Work through the listing below and state how many of its lines hold the word "crate". Give no other output.

• [Dataset excerpts]:
══════════════════════════════

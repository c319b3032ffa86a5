//! Anniversary management: CRUD, month queries, and horizon extension.

use std::sync::Arc;

use chrono::{Datelike, NaiveDate, Utc};
use tracing::{debug, info};

use crate::config::ProjectionConfig;
use crate::error::{HearthError, Result, StorageError};
use crate::hebcal::{
    hebrew_display, hebrew_key_for, project, project_missing, projection_start, HebrewKey,
    Occurrence,
};

use super::store::EventStore;
use super::types::{AnniversaryEvent, EventDraft, EventPatch, HorizonRecord};

// ============================================================================
// Clock
// ============================================================================

/// Source of "the current year" for projection decisions.
///
/// Projection never starts before the current year, and horizon records are
/// lazily initialized to it, so tests pin the year instead of depending on
/// the wall clock.
#[derive(Debug, Clone, Copy, Default)]
pub enum Clock {
    /// Wall-clock year (UTC).
    #[default]
    System,
    /// A fixed year.
    Fixed(i32),
}

impl Clock {
    /// The current solar year.
    pub fn current_year(&self) -> i32 {
        match self {
            Clock::System => Utc::now().year(),
            Clock::Fixed(year) => *year,
        }
    }
}

// ============================================================================
// Anniversary Manager
// ============================================================================

/// Manager for anniversary events, providing storage and query operations.
///
/// This is the sole writer of event records and their materialized
/// occurrence lists; the horizon record is advanced only through
/// [`AnniversaryManager::ensure_horizon`].
pub struct AnniversaryManager<S: EventStore> {
    store: Arc<S>,
    clock: Clock,
    max_advance_years: u32,
}

impl<S: EventStore> AnniversaryManager<S> {
    /// Create a manager over the given store, using the system clock.
    pub fn new(store: Arc<S>) -> Self {
        Self::with_clock(store, Clock::System)
    }

    /// Create a manager with an explicit clock.
    pub fn with_clock(store: Arc<S>, clock: Clock) -> Self {
        Self {
            store,
            clock,
            max_advance_years: ProjectionConfig::default().max_advance_years,
        }
    }

    /// Apply projection limits from configuration.
    pub fn with_projection_config(mut self, config: &ProjectionConfig) -> Self {
        self.max_advance_years = config.max_advance_years;
        self
    }

    // ========================================================================
    // CRUD Operations
    // ========================================================================

    /// Create a new anniversary event.
    ///
    /// Hebrew-anchored events get their key and display renderings computed
    /// here; Hebrew annual events are additionally materialized through the
    /// tenant's current horizon, never beyond it. The horizon only moves
    /// forward on query demand.
    pub async fn create(&self, tenant_id: &str, draft: EventDraft) -> Result<AnniversaryEvent> {
        draft.validate()?;

        let mut event = AnniversaryEvent::from_draft(tenant_id, draft);
        self.refresh_hebrew_fields(&mut event);

        if event.hebrew && event.annual {
            let current_year = self.clock.current_year();
            let horizon = self.store.horizon_or_init(tenant_id, current_year).await?;
            self.materialize(&mut event, current_year, horizon.year);
        }

        let event = self.store.put_event(event).await?;
        debug!("Created anniversary event: {} ({})", event.name, event.id);
        Ok(event)
    }

    /// Get an event by id.
    pub async fn get(&self, tenant_id: &str, id: &str) -> Result<Option<AnniversaryEvent>> {
        self.store.get_event(tenant_id, id).await
    }

    /// Update an existing event.
    ///
    /// The patch is merged over the stored record, and the Hebrew key and
    /// the entire occurrence list are then recomputed from scratch up to
    /// the current horizon. No incremental patching: edits are rare and
    /// horizons are bounded. An event switched from Hebrew to solar loses
    /// its Hebrew fields and occurrences.
    pub async fn update(
        &self,
        tenant_id: &str,
        id: &str,
        patch: EventPatch,
    ) -> Result<AnniversaryEvent> {
        let mut event = self
            .store
            .get_event(tenant_id, id)
            .await?
            .ok_or_else(|| StorageError::NotFound(id.to_string()))?;

        patch.apply_to(&mut event);
        event.validate()?;
        self.refresh_hebrew_fields(&mut event);

        if event.hebrew && event.annual {
            let current_year = self.clock.current_year();
            let horizon = self.store.horizon_or_init(tenant_id, current_year).await?;
            self.materialize(&mut event, current_year, horizon.year);
        }

        let event = self.store.put_event(event).await?;
        debug!("Updated anniversary event: {} ({})", event.name, event.id);
        Ok(event)
    }

    /// Delete an event by id. No cascading state elsewhere.
    pub async fn delete(&self, tenant_id: &str, id: &str) -> Result<bool> {
        let deleted = self.store.delete_event(tenant_id, id).await?;
        if deleted {
            debug!("Deleted anniversary event: {}", id);
        }
        Ok(deleted)
    }

    // ========================================================================
    // Month Query
    // ========================================================================

    /// All events of a tenant falling in the given month of the given year,
    /// sorted by day.
    ///
    /// Solar annual events recur by plain year substitution; non-annual
    /// events match only their literal year; Hebrew annual events match
    /// through their materialized occurrence lists, extended on demand when
    /// the queried year lies beyond the tenant's horizon.
    pub async fn events_for_month(
        &self,
        tenant_id: &str,
        month: u32,
        year: i32,
    ) -> Result<Vec<AnniversaryEvent>> {
        let current_year = self.clock.current_year();
        let horizon = self.store.horizon_or_init(tenant_id, current_year).await?;
        if year > horizon.year {
            self.ensure_horizon(tenant_id, year).await?;
        }

        let mut results = Vec::new();

        // Solar and literal-year matches come straight off the denormalized
        // anchor month.
        for event in self.store.events_in_month(tenant_id, month).await? {
            if event.annual {
                if !event.hebrew {
                    let occurrence = solar_occurrence(&event, year);
                    results.push(event.resolved_at(&occurrence));
                }
                // Hebrew annual events are handled below via occurrences.
            } else if event.year == year {
                results.push(event);
            }
        }

        // Hebrew annual events surface wherever their materialized
        // occurrence for (year, month) lands.
        for event in self.store.hebrew_annual_events(tenant_id).await? {
            if let Some(occurrence) = event.occurrence_for(year, month) {
                let occurrence = *occurrence;
                results.push(event.resolved_at(&occurrence));
            }
        }

        results.sort_by(|a, b| a.day.cmp(&b.day));
        Ok(results)
    }

    // ========================================================================
    // Horizon Extension
    // ========================================================================

    /// The year through which this tenant's Hebrew occurrences are
    /// materialized.
    pub async fn horizon_year(&self, tenant_id: &str) -> Result<i32> {
        let current_year = self.clock.current_year();
        Ok(self
            .store
            .horizon_or_init(tenant_id, current_year)
            .await?
            .year)
    }

    /// Materialize occurrences for every Hebrew annual event of the tenant
    /// through `target_year`, then advance the horizon.
    ///
    /// Safe to re-run: years already present in an event's occurrence list
    /// are skipped before any conversion work, so repeated or overlapping
    /// invocations converge to the same state. The horizon advances only
    /// after the batch write succeeds, and only through a compare-and-set
    /// on the version read at the start of the pass; a conflicting writer
    /// triggers a re-read and another (cheap, mostly-skipping) pass.
    pub async fn ensure_horizon(&self, tenant_id: &str, target_year: i32) -> Result<HorizonRecord> {
        let current_year = self.clock.current_year();
        // A query for the far future must not project thousands of years.
        let target_year = target_year.min(current_year + self.max_advance_years as i32);

        loop {
            let horizon = self.store.horizon_or_init(tenant_id, current_year).await?;
            if target_year <= horizon.year {
                return Ok(horizon);
            }

            let mut updated = Vec::new();
            for mut event in self.store.hebrew_annual_events(tenant_id).await? {
                let existing = event.occurrence_years();
                let (key, start) = self.projection_anchor(&event, current_year);
                let additions = project_missing(&key, start, target_year, &existing);
                if additions.is_empty() {
                    continue;
                }

                let mut occurrences = event.occurrences.take().unwrap_or_default();
                occurrences.extend(additions);
                occurrences.sort_by_key(|o| o.year);
                event.occurrences = Some(occurrences);
                updated.push(event);
            }

            if !updated.is_empty() {
                self.store.put_events_batch(updated).await?;
            }

            match self
                .store
                .advance_horizon(tenant_id, horizon.version, target_year)
                .await
            {
                Ok(record) => {
                    info!(
                        "Extended horizon for tenant {} to {}",
                        tenant_id, record.year
                    );
                    return Ok(record);
                }
                Err(HearthError::Storage(StorageError::VersionConflict { .. })) => {
                    debug!(
                        "Horizon version conflict for tenant {}, retrying",
                        tenant_id
                    );
                    continue;
                }
                Err(err) => return Err(err),
            }
        }
    }

    // ========================================================================
    // Helpers
    // ========================================================================

    /// Recompute the derived Hebrew fields after a create or merge.
    fn refresh_hebrew_fields(&self, event: &mut AnniversaryEvent) {
        if event.hebrew {
            event.hebrew_key = Some(hebrew_key_for(event.date));
            event.hebrew_display = Some(hebrew_display(event.date));
            event.burial_hebrew_display = event.burial_date.map(hebrew_display);
        } else {
            event.hebrew_key = None;
            event.hebrew_display = None;
            event.burial_hebrew_display = None;
        }
        event.occurrences = None;
    }

    /// Key and first year for projecting an event.
    ///
    /// Death events project from the death date's key, delayed past the
    /// burial year when a burial date exists; everything else projects from
    /// the anchor.
    fn projection_anchor(&self, event: &AnniversaryEvent, current_year: i32) -> (HebrewKey, i32) {
        let anchor = event.effective_death_date().unwrap_or(event.date);
        let burial = if event.kind.is_death() {
            event.burial_date
        } else {
            None
        };
        (
            hebrew_key_for(anchor),
            projection_start(current_year, anchor, burial),
        )
    }

    /// Regenerate the full occurrence list through `horizon_year`.
    fn materialize(&self, event: &mut AnniversaryEvent, current_year: i32, horizon_year: i32) {
        let (key, start) = self.projection_anchor(event, current_year);
        event.occurrences = Some(project(&key, start, horizon_year));
    }
}

/// Inline solar occurrence for an annual solar event in the queried year.
///
/// Anchors on February 29 clamp to February 28 in non-leap years.
fn solar_occurrence(event: &AnniversaryEvent, year: i32) -> Occurrence {
    let date = NaiveDate::from_ymd_opt(year, event.month, event.day)
        .or_else(|| NaiveDate::from_ymd_opt(year, event.month, event.day - 1))
        .unwrap_or(event.date);
    Occurrence {
        year: date.year(),
        month: date.month(),
        day: date.day(),
        date,
    }
}

// ============================================================================
// Tests
// ============================================================================
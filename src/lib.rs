//! Hearth: Recurring-Anniversary Occurrence Engine
//!
//! A multi-tenant engine for family life-cycle events (birthdays, weddings,
//! yahrzeits) that recur by either the solar or the Hebrew calendar, with
//! per-tenant materialized occurrence horizons.

pub mod anniversaries;
pub mod config;
pub mod error;
pub mod hebcal;

pub use anniversaries::{
    AnniversaryEvent, AnniversaryManager, Clock, EmbeddedEventStore, EventDraft, EventKind,
    EventPatch, EventStore, HorizonRecord,
};
pub use config::{Config, ProjectionConfig, StorageConfig};
pub use error::{ConfigError, HearthError, Result, StorageError, ValidationError};
pub use hebcal::{
    hebrew_display, hebrew_from_solar, hebrew_key_for, project, projection_start,
    solar_date_for_key_in_year, solar_from_hebrew, HebrewDate, HebrewKey, HebrewMonth, Occurrence,
};
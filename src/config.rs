//! Configuration settings for the anniversary engine.

use crate::error::{ConfigError, Result};
use serde::{Deserialize, Serialize};
use std::path::{Path, PathBuf};

/// Main configuration structure.
#[derive(Debug, Clone, Serialize, Deserialize)]
#[serde(default)]
pub struct Config {
    pub storage: StorageConfig,
    pub projection: ProjectionConfig,
}

impl Default for Config {
    fn default() -> Self {
        Self {
            storage: StorageConfig::default(),
            projection: ProjectionConfig::default(),
        }
    }
}

impl Config {
    /// Load configuration from a TOML file.
    pub fn from_file(path: impl AsRef<Path>) -> Result<Self> {
        let content = std::fs::read_to_string(path.as_ref()).map_err(ConfigError::ReadFile)?;
        Self::from_str(&content)
    }

    /// Parse configuration from a TOML string.
    pub fn from_str(content: &str) -> Result<Self> {
        let config: Config = toml::from_str(content).map_err(ConfigError::Parse)?;
        config.validate()?;
        Ok(config)
    }

    /// Load configuration from default locations or use defaults.
    pub fn load() -> Result<Self> {
        // Try standard config locations
        let config_paths = [
            // Current directory
            PathBuf::from("config.toml"),
            PathBuf::from("hearth.toml"),
            // User config directory
            dirs::config_dir()
                .map(|p| p.join("hearth/config.toml"))
                .unwrap_or_default(),
            // Home directory
            dirs::home_dir()
                .map(|p| p.join(".hearth/config.toml"))
                .unwrap_or_default(),
        ];

        for path in &config_paths {
            if path.exists() {
                tracing::info!("Loading config from: {}", path.display());
                return Self::from_file(path);
            }
        }

        tracing::info!("No config file found, using defaults");
        Ok(Config::default())
    }

    /// Validate the configuration.
    fn validate(&self) -> Result<()> {
        if self.storage.persist && self.storage.data_dir.is_empty() {
            return Err(ConfigError::MissingField("storage.data_dir".to_string()).into());
        }

        if self.projection.max_advance_years == 0 {
            return Err(ConfigError::Invalid("max_advance_years must be > 0".to_string()).into());
        }

        Ok(())
    }

    /// Expand the data directory path.
    pub fn data_dir(&self) -> Result<PathBuf> {
        let expanded = shellexpand::tilde(&self.storage.data_dir);
        Ok(PathBuf::from(expanded.as_ref()))
    }
}

/// Storage configuration.
#[derive(Debug, Clone, Serialize, Deserialize)]
#[serde(default)]
pub struct StorageConfig {
    /// Directory for the persisted event file
    pub data_dir: String,
    /// Whether to persist events to disk at all
    pub persist: bool,
}

impl Default for StorageConfig {
    fn default() -> Self {
        Self {
            data_dir: "~/.hearth/data".to_string(),
            persist: true,
        }
    }
}

/// Occurrence projection configuration.
#[derive(Debug, Clone, Serialize, Deserialize)]
#[serde(default)]
pub struct ProjectionConfig {
    /// How many years past the current year a single query may extend a
    /// tenant's horizon
    pub max_advance_years: u32,
}

impl Default for ProjectionConfig {
    fn default() -> Self {
        Self {
            max_advance_years: 50,
        }
    }
}

#[cfg(test)]
mod tests {
    use super::*;

    #[test]
    fn test_default_config() {
        let config = Config::default();
        assert!(config.storage.persist);
        assert_eq!(config.projection.max_advance_years, 50);
    }

    #[test]
    fn test_parse_config() {
        let toml = r#"
            [storage]
            data_dir = "/tmp/hearth"
            persist = true

            [projection]
            max_advance_years = 10
        "#;

        let config = Config::from_str(toml).unwrap();
        assert_eq!(config.storage.data_dir, "/tmp/hearth");
        assert_eq!(config.projection.max_advance_years, 10);
    }

    #[test]
    fn test_validate_missing_data_dir() {
        let toml = r#"
            [storage]
            data_dir = ""
            persist = true
        "#;

        assert!(Config::from_str(toml).is_err());
    }

    #[test]
    fn test_validate_zero_advance() {
        let toml = r#"
            [projection]
            max_advance_years = 0
        "#;

        assert!(Config::from_str(toml).is_err());
    }

    #[test]
    fn test_tilde_expansion() {
        let config = Config::default();
        let dir = config.data_dir().unwrap();
        assert!(!dir.to_string_lossy().starts_with('~'));
    }
}
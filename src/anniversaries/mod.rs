//! Anniversary module for recurring life-cycle events.
//!
//! This module provides the tenant-facing half of the engine:
//!
//! - **Anniversary Events**: Birthdays, weddings, deaths, and memorials,
//!   anchored to a solar date and optionally recurring by the Hebrew calendar
//! - **Event Management**: CRUD operations with validation and Hebrew
//!   enrichment
//! - **Month Queries**: Everything a tenant should see in a given month of a
//!   given year, mixing solar recurrence, one-off events, and materialized
//!   Hebrew occurrences
//! - **Horizon Management**: Lazy, idempotent extension of each tenant's
//!   materialized-occurrence window, guarded by a versioned compare-and-set
//!
//! # Architecture
//!
//! ```text
//! ┌─────────────────────────────────────────────────────────────────┐
//! │                    Anniversary Layer                             │
//! │  ┌───────────────────────────────────────────────────────────┐  │
//! │  │              AnniversaryManager                           │  │
//! │  │  - Event CRUD with validation                             │  │
//! │  │  - Hebrew key + display enrichment                        │  │
//! │  │  - Month queries (solar + Hebrew merged)                  │  │
//! │  │  - Horizon extension (CAS + retry)                        │  │
//! │  └───────────────────────────────────────────────────────────┘  │
//! │                 │                          │                     │
//! │                 ▼                          ▼                     │
//! │  ┌──────────────────────────┐  ┌──────────────────────────────┐ │
//! │  │      EventStore          │  │      hebcal                  │ │
//! │  │  (EmbeddedEventStore)    │  │  - key extraction            │ │
//! │  │  - events by tenant      │  │  - occurrence projection     │ │
//! │  │  - horizon records       │  │  - calendar conversion       │ │
//! │  └──────────────────────────┘  └──────────────────────────────┘ │
//! └─────────────────────────────────────────────────────────────────┘
//! ```
//!
//! # Usage
//!
//! ```ignore
//! use hearth::anniversaries::{AnniversaryManager, EmbeddedEventStore, EventDraft, EventKind};
//! use chrono::NaiveDate;
//! use std::sync::Arc;
//!
//! let store = Arc::new(EmbeddedEventStore::new());
//! let manager = AnniversaryManager::new(store);
//!
//! // A wedding anniversary that recurs by the Hebrew calendar
//! let draft = EventDraft::new("Our wedding", NaiveDate::from_ymd_opt(2025, 8, 9).unwrap())
//!     .with_kind(EventKind::Wedding)
//!     .hebrew_anchored()
//!     .by("miriam");
//! let event = manager.create("cohen", draft).await?;
//!
//! // Everything the family sees in July 2026
//! let events = manager.events_for_month("cohen", 7, 2026).await?;
//! ```

mod events;
pub mod store;
pub mod types;

pub use events::{AnniversaryManager, Clock};
pub use store::{EmbeddedEventStore, EventStore};
pub use types::{AnniversaryEvent, EventDraft, EventKind, EventPatch, HorizonRecord};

══════════════════════════════

• [Task result]:
4